Supporting Black and Hispanic parents’ reentry into the workforce is critical for the livelihoods of their families and carries the potential to impact future generations. This moment provides an opportunity to pause and consider the barriers to high-quality early care and education, focusing specifically on the racial inequities present in the sector. Addressing the barriers using a racial equity lens can lead to greater access to high-quality care for families of color and the creation of a resilient child care ecosystem that will enable the full potential of our economy. The primary factors preventing Black and Hispanic parents from accessing high-quality ECE include accessibility and affordability. Black and Hispanic parents are more often living in segregated neighborhoods (PDF), making it harder for them to access high-quality ECE. Additionally, parents of color reported considering diverse cultural and linguistic care opportunities as high priorities, which may be even more difficult to locate.
Key Takeaways
- Nearly 35% or 7,361,431 of young children (up to age 4) are Black or Hispanic. Therefore, racial inequities that disadvantage Black and Hispanic children in the ECE system present a current and future economic detriment to these children, their parents, ECE workers, and providers.

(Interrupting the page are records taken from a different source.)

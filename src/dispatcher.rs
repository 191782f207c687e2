use std::collections::{HashMap, HashSet};
use std::sync::Arc;

use serde::{Deserialize, Serialize};
use tokio::sync::{RwLock, Semaphore};
use tokio::task::JoinSet;
use tokio_util::sync::CancellationToken;
use tracing::Instrument;

use crate::audit::AuditSink;
use crate::clock::{Clock, SystemClock};
use crate::error::{ConfigError, DeliveryError, DeliveryOutcome};
use crate::telemetry::metric_inc;
use crate::types::{DeliveryKey, DeliveryState, DispatchReport, Event, EventId, Webhook, WebhookId};
use crate::worker::{deliver, DeliveryContext};

#[derive(Debug, Clone, PartialEq, Eq, Serialize, Deserialize)]
#[serde(default)]
pub struct DispatcherConfig {
    /// Upper bound on concurrent outbound requests per dispatch call.
    pub max_concurrency: usize,

    /// Total attempts per (webhook, event), including the first.
    pub max_attempts: u32,

    /// Deadline of a single HTTP attempt.
    pub attempt_timeout_ms: u64,

    pub retry_base_ms: u64,
    pub retry_max_ms: u64,
    pub retry_jitter_ms: u64,

    /// Serialized bodies above this size are rejected without sending.
    pub max_payload_bytes: usize,

    pub user_agent: String,
}

impl Default for DispatcherConfig {
    fn default() -> Self {
        Self {
            max_concurrency: 16,
            max_attempts: 3,
            attempt_timeout_ms: 5_000,
            retry_base_ms: 100,
            retry_max_ms: 5_000,
            retry_jitter_ms: 50,
            max_payload_bytes: 256 * 1024,
            user_agent: concat!("event-automation/", env!("CARGO_PKG_VERSION")).to_string(),
        }
    }
}

/// Concurrent, failure-isolated webhook fan-out.
///
/// Every webhook handed to [`dispatch`](Self::dispatch) gets its own task.
/// A slow or failing endpoint only ever delays its own task; the report is
/// returned once every task has reached a terminal state or been cancelled.
pub struct WebhookDispatcher {
    ctx: Arc<DeliveryContext>,
}

impl WebhookDispatcher {
    pub fn new(config: DispatcherConfig, audit: Arc<dyn AuditSink>) -> Result<Self, ConfigError> {
        Self::with_clock(config, audit, Arc::new(SystemClock))
    }

    pub fn with_clock(
        config: DispatcherConfig,
        audit: Arc<dyn AuditSink>,
        clock: Arc<dyn Clock>,
    ) -> Result<Self, ConfigError> {
        let client = reqwest::Client::builder()
            .user_agent(config.user_agent.clone())
            .redirect(reqwest::redirect::Policy::none())
            .build()?;

        Ok(Self {
            ctx: Arc::new(DeliveryContext {
                client,
                config,
                audit,
                clock,
                status: RwLock::new(HashMap::new()),
                in_flight: parking_lot::Mutex::new(HashSet::new()),
            }),
        })
    }

    pub fn config(&self) -> &DispatcherConfig {
        &self.ctx.config
    }

    /// Deliver `event` to every webhook, waiting for all of them.
    pub async fn dispatch(&self, event: &Event, webhooks: &[Webhook]) -> DispatchReport {
        self.dispatch_until(event, webhooks, &CancellationToken::new())
            .await
    }

    /// Like [`dispatch`](Self::dispatch), but stops issuing attempts once
    /// `shutdown` is cancelled.
    ///
    /// Attempts already in flight run to completion (bounded by the attempt
    /// timeout) and their results are kept. Webhooks that had not reached a
    /// terminal state are counted as cancelled.
    pub async fn dispatch_until(
        &self,
        event: &Event,
        webhooks: &[Webhook],
        shutdown: &CancellationToken,
    ) -> DispatchReport {
        let targets = dedupe(webhooks);
        let mut report = DispatchReport::default();
        if targets.is_empty() {
            return report;
        }

        let permits = targets.len().min(self.ctx.config.max_concurrency).max(1);
        let semaphore = Arc::new(Semaphore::new(permits));
        let event = Arc::new(event.clone());
        let ids: Vec<WebhookId> = targets.iter().map(|w| w.id.clone()).collect();

        tracing::debug!(
            event_id = %event.id,
            event_type = %event.event_type,
            webhooks = targets.len(),
            permits,
            "dispatching event"
        );
        metric_inc("automation.dispatch.started");

        let mut tasks = JoinSet::new();
        for (index, webhook) in targets.into_iter().enumerate() {
            let ctx = Arc::clone(&self.ctx);
            let event = Arc::clone(&event);
            let semaphore = Arc::clone(&semaphore);
            let shutdown = shutdown.clone();
            let span = tracing::info_span!(
                "webhook_delivery",
                webhook_id = %webhook.id,
                event_id = %event.id,
            );
            tasks.spawn(
                async move {
                    let outcome = deliver(&ctx, &event, &webhook, &semaphore, &shutdown).await;
                    (index, outcome)
                }
                .instrument(span),
            );
        }

        let mut outcomes: Vec<Option<DeliveryOutcome>> = vec![None; ids.len()];
        while let Some(joined) = tasks.join_next().await {
            match joined {
                Ok((index, outcome)) => outcomes[index] = Some(outcome),
                Err(error) => {
                    tracing::error!(event_id = %event.id, %error, "delivery task aborted");
                }
            }
        }

        for (id, outcome) in ids.into_iter().zip(outcomes) {
            let outcome = outcome.unwrap_or_else(|| DeliveryOutcome::Failed {
                error: DeliveryError::Aborted("delivery task did not complete".to_string()),
                attempts: 0,
            });
            report.record(id, outcome);
        }

        tracing::info!(
            event_id = %event.id,
            total = report.total,
            successful = report.successful,
            failed = report.failed,
            cancelled = report.cancelled,
            "dispatch completed"
        );
        report
    }

    /// Current lifecycle state of one delivery, if it has been dispatched.
    pub async fn delivery_status(
        &self,
        webhook_id: &WebhookId,
        event_id: &EventId,
    ) -> Option<DeliveryState> {
        let key = DeliveryKey::new(webhook_id.clone(), event_id.clone());
        self.ctx.status.read().await.get(&key).cloned()
    }

    pub async fn delivery_status_for_event(
        &self,
        event_id: &EventId,
    ) -> HashMap<WebhookId, DeliveryState> {
        self.ctx
            .status
            .read()
            .await
            .iter()
            .filter(|(key, _)| &key.event_id == event_id)
            .map(|(key, state)| (key.webhook_id.clone(), state.clone()))
            .collect()
    }

    /// Drop the tracked states of an event whose deliveries are settled.
    ///
    /// Afterwards a new dispatch of the same event starts from scratch.
    pub async fn forget_event(&self, event_id: &EventId) -> usize {
        let mut status = self.ctx.status.write().await;
        let before = status.len();
        status.retain(|key, state| &key.event_id != event_id || !state.is_terminal());
        before - status.len()
    }
}

/// One task per webhook id; later duplicates are dropped.
fn dedupe(webhooks: &[Webhook]) -> Vec<Webhook> {
    let mut seen = HashSet::new();
    webhooks
        .iter()
        .filter(|w| seen.insert(w.id.clone()))
        .cloned()
        .collect()
}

- Black and Hispanic children are less likely to be enrolled in high-quality ECE settings. Black and Hispanic early educators are more likely to be in the lowest-paid positions in the ECE sector. Supports for non-center-based providers serving Black and Hispanic communities are often excluded from grant opportunities and initiatives that could enhance care.
- A racial equity lens can better support families in gaining access to quality care, prevent burnout and increase retention among the workforce, and help providers access opportunities to enhance their practices.
- Creating racial equity in the ECE system requires deep and continuous listening to gauge the extent to which affected children, families, ECE workers, and providers are disenfranchised by the current structure and to incorporate their ideas to support a system responsive to their needs.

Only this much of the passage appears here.